DATASET:
::::::::

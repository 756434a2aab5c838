//! Concurrency guard: the version-check-then-decide step of every write.
//!
//! Stores call the guard **while holding an exclusive lock on the row** (a
//! `SELECT ... FOR UPDATE` inside a transaction for Postgres, the map's write
//! lock for the in-memory store). The guard itself never locks; it decides,
//! given the locked snapshot, what the committed row must look like.
//!
//! ```text
//! lock row ─▶ load ─▶ version == expected? ──no──▶ ConcurrentModification (abort)
//!                         │ yes
//!                         ▼
//!               apply lazy expiry in memory
//!                         ▼
//!               lifecycle decision ──illegal──▶ CannotPause / ... (abort)
//!                         ▼
//!               version = expected + 1 ─▶ persist ─▶ commit
//! ```
//!
//! The version check runs before transition legality, so a caller holding a
//! stale version always sees `ConcurrentModification`, never the transition
//! error the current state would produce.

use chrono::{DateTime, Utc};
use tracing::warn;

use tenure_core::ExpectedVersion;
use tenure_subscriptions::{
    ExpiryPolicy, Subscription, Transition, decide_expiry, effective_snapshot,
};

use crate::error::StoreError;

#[derive(Debug, Clone, Copy, Default)]
pub struct ConcurrencyGuard {
    policy: ExpiryPolicy,
}

impl ConcurrencyGuard {
    pub fn new(policy: ExpiryPolicy) -> Self {
        Self { policy }
    }

    /// Decide a caller-requested transition against a locked snapshot.
    ///
    /// The returned snapshot carries `version = expected + 1` and is exactly
    /// what must be written before commit.
    pub fn apply(
        &self,
        locked: &Subscription,
        expected: ExpectedVersion,
        transition: Transition,
        now: DateTime<Utc>,
    ) -> Result<Subscription, StoreError> {
        if !expected.matches(locked.version) {
            warn!(
                subscription_id = %locked.id,
                expected = %expected,
                actual = %locked.version,
                transition = transition.name(),
                "stale version rejected"
            );
            return Err(StoreError::ConcurrentModification {
                expected: expected.version(),
                actual: locked.version,
            });
        }

        ensure_consistent(locked)?;

        let effective = effective_snapshot(locked, now, self.policy);
        let mut next = transition.decide(&effective, now)?;
        next.version = locked.version.next();
        Ok(next)
    }

    /// Lazy expiry for reads. `None` means the row is current and must not be
    /// written.
    pub fn refresh(
        &self,
        locked: &Subscription,
        now: DateTime<Utc>,
    ) -> Result<Option<Subscription>, StoreError> {
        ensure_consistent(locked)?;

        Ok(decide_expiry(locked, now, self.policy).map(|mut expired| {
            expired.version = locked.version.next();
            expired
        }))
    }
}

/// Reject snapshots that break structural invariants before deciding on them.
pub(crate) fn ensure_consistent(snapshot: &Subscription) -> Result<(), StoreError> {
    match snapshot.invariant_violation() {
        None => Ok(()),
        Some(violation) => {
            warn!(subscription_id = %snapshot.id, %violation, "inconsistent subscription row");
            Err(StoreError::Consistency(violation))
        }
    }
}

::::::::

Gather from the data above every line with the string "check".

//! Concurrency guard: the version-check-then-decide step of every write.
//! The version check runs before transition legality, so a caller holding a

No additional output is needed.